Schäden auf ICE-Strecke verzögern Bahnverkehr

Nürnberg/München - Gleisschäden führen derzeit zu Verspätungen auf der ICE-Hochgeschwindigkeitsstrecke zwischen Nürnberg und München.

Die Züge könnten zwischen Nürnberg und Ingolstadt nur noch mit Tempo 160 statt wie üblich mit bis zu Tempo 300 fahren, sagte eine Bahnsprecherin am Donnerstag in München und bestätigte einen Bericht der Ingolstädter Tageszeitung "Donaukurier" (Donnerstag).

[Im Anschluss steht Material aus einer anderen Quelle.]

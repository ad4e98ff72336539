use std::path::PathBuf;

use clap::{Args, Parser, Subcommand, ValueEnum};

#[derive(Debug, Parser)]
#[command(author, version, about = "Live financial summaries over arbitrary tables", long_about = None)]
pub struct Cli {
    /// YAML configuration file
    #[arg(short = 'c', long = "config", global = true)]
    pub config: Option<PathBuf>,
    #[command(subcommand)]
    pub command: Commands,
}

#[derive(Debug, Subcommand)]
pub enum Commands {
    /// Load a table once and print monthly, category and ranking summaries
    Summary(SummaryArgs),
    /// Show which column plays each role in a table
    Roles(SourceArgs),
    /// Follow a table for inserted rows and re-render on every change
    Watch(WatchArgs),
    /// Generate AI insights for the newest rows of a table
    Insights(InsightsArgs),
    /// Manage configuration files
    Config(ConfigArgs),
}

#[derive(Debug, Clone, Args)]
pub struct SourceArgs {
    /// Directory holding table files (<name>.csv, .tsv, .jsonl, .ndjson)
    #[arg(short = 's', long = "source")]
    pub source: Option<PathBuf>,
    /// Table to load
    #[arg(short = 't', long = "table")]
    pub table: Option<String>,
    /// Maximum rows kept in memory (defaults to 1000)
    #[arg(long)]
    pub limit: Option<usize>,
    /// CSV delimiter character (supports ',', 'tab', ';', '|')
    #[arg(long, value_parser = parse_delimiter)]
    pub delimiter: Option<u8>,
    /// Character encoding of table files (defaults to utf-8)
    #[arg(long = "input-encoding")]
    pub input_encoding: Option<String>,
}

#[derive(Debug, Clone, Copy, ValueEnum, PartialEq, Eq, Default)]
#[value(rename_all = "kebab-case")]
pub enum OutputFormat {
    #[default]
    Table,
    Json,
}

#[derive(Debug, Args)]
pub struct SummaryArgs {
    #[command(flatten)]
    pub source: SourceArgs,
    /// Output format
    #[arg(long, value_enum, default_value = "table")]
    pub format: OutputFormat,
    /// Paint category color swatches
    #[arg(long)]
    pub swatches: bool,
}

#[derive(Debug, Args)]
pub struct WatchArgs {
    #[command(flatten)]
    pub source: SourceArgs,
    /// Milliseconds between checks of the table file
    #[arg(long = "interval-ms")]
    pub interval_ms: Option<u64>,
    /// Stop after this many live rows have been applied
    #[arg(long = "max-updates")]
    pub max_updates: Option<usize>,
    /// Request AI insights when data first arrives
    #[arg(long)]
    pub insights: bool,
    /// Output format
    #[arg(long, value_enum, default_value = "table")]
    pub format: OutputFormat,
    /// Paint category color swatches
    #[arg(long)]
    pub swatches: bool,
}

#[derive(Debug, Args)]
pub struct InsightsArgs {
    #[command(flatten)]
    pub source: SourceArgs,
    /// Seconds to wait for the insight service
    #[arg(long = "wait-secs", default_value_t = 60)]
    pub wait_secs: u64,
    /// Output format
    #[arg(long, value_enum, default_value = "table")]
    pub format: OutputFormat,
}

#[derive(Debug, Args)]
pub struct ConfigArgs {
    #[command(subcommand)]
    pub command: ConfigCommands,
}

#[derive(Debug, Subcommand)]
pub enum ConfigCommands {
    /// Write a configuration file populated with defaults
    Init(ConfigInitArgs),
}

#[derive(Debug, Args)]
pub struct ConfigInitArgs {
    /// Destination file
    #[arg(short = 'o', long = "output")]
    pub output: PathBuf,
    /// Table to record as the active table
    #[arg(short = 't', long = "table")]
    pub table: Option<String>,
    /// Overwrite an existing file
    #[arg(long)]
    pub force: bool,
}

pub fn parse_delimiter(value: &str) -> Result<u8, String> {
    match value {
        "tab" | "\t" => Ok(b'\t'),
        "comma" | "," => Ok(b','),
        "|" | "pipe" => Ok(b'|'),
        ";" | "semicolon" => Ok(b';'),
        other => {
            let mut chars = other.chars();
            let first = chars
                .next()
                .ok_or_else(|| "Delimiter cannot be empty".to_string())?;
            if chars.next().is_some() {
                return Err("Delimiter must be a single character".to_string());
            }
            if !first.is_ascii() {
                return Err("Delimiter must be ASCII".to_string());
            }
            Ok(first as u8)
        }
    }
}
#![allow(dead_code)]

use std::fs::{File, OpenOptions};
use std::io::Write;
use std::path::{Path, PathBuf};

use finpulse::value::Row;
use tempfile::{TempDir, tempdir};

/// The three rows used throughout the end-to-end checks.
pub const SALES_CSV: &str = "\
id,revenue,cost,department,created_at
A-1,100,40,Sales,2024-01-05
A-2,200,50,Sales,2024-02-10
A-3,50,60,Marketing,2024-01-20
";

pub fn sales_rows() -> Vec<Row> {
    vec![
        sale("A-1", 100.0, 40.0, "Sales", "2024-01-05"),
        sale("A-2", 200.0, 50.0, "Sales", "2024-02-10"),
        sale("A-3", 50.0, 60.0, "Marketing", "2024-01-20"),
    ]
}

pub fn sale(id: &str, revenue: f64, cost: f64, department: &str, created_at: &str) -> Row {
    Row::new()
        .with("id", id)
        .with("revenue", revenue)
        .with("cost", cost)
        .with("department", department)
        .with("created_at", created_at)
}

/// Scratch directory helper that cleans up files automatically on drop.
pub struct TestWorkspace {
    temp_dir: TempDir,
}

impl TestWorkspace {
    /// Creates a fresh scratch directory for the current test case.
    pub fn new() -> Self {
        Self {
            temp_dir: tempdir().expect("temp dir"),
        }
    }

    /// Returns the root path for all files owned by this workspace.
    pub fn path(&self) -> &Path {
        self.temp_dir.path()
    }

    /// Writes `contents` into a file under the workspace and returns the path.
    pub fn write(&self, name: &str, contents: &str) -> PathBuf {
        let path = self.temp_dir.path().join(name);
        let mut file = File::create(&path).expect("create temp file");
        file.write_all(contents.as_bytes())
            .expect("write temp file contents");
        path
    }

    /// Appends `contents` to an existing file under the workspace.
    pub fn append(&self, name: &str, contents: &str) {
        let path = self.temp_dir.path().join(name);
        let mut file = OpenOptions::new()
            .append(true)
            .open(&path)
            .expect("open temp file for append");
        file.write_all(contents.as_bytes())
            .expect("append temp file contents");
        file.flush().expect("flush temp file");
    }

    pub fn path_str(&self) -> &str {
        self.path().to_str().expect("utf-8 temp path")
    }
}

Die Sicherheit sei jedoch nicht gefährdet. Die Schäden seien vereinzelt an den Befestigungen der Schienen an darunterliegenden Kunststoffplatten aufgetreten. "Wir überprüfen die Gleise jetzt", sagte die Sprecherin. Um Folgeschäden zu vermeiden, müssen die ICE-Züge und die Regionalzüge deshalb langsamer fahren als üblich. Für die Reisenden bedeutet dies Verspätungen von durchschnittlich zehn Minuten. Nicht alle Anschlusszüge in Nürnberg, Ingolstadt und München könnten deshalb erreicht werden, räumte die Sprecherin ein.

Sobald die Prüfung abgeschlossen ist, soll die Geschwindigkeitsbeschränkung wieder aufgehoben und über das weitere Vorgehen entschieden werden. Wann dies der Fall ist, hänge auch vom Wetter ab.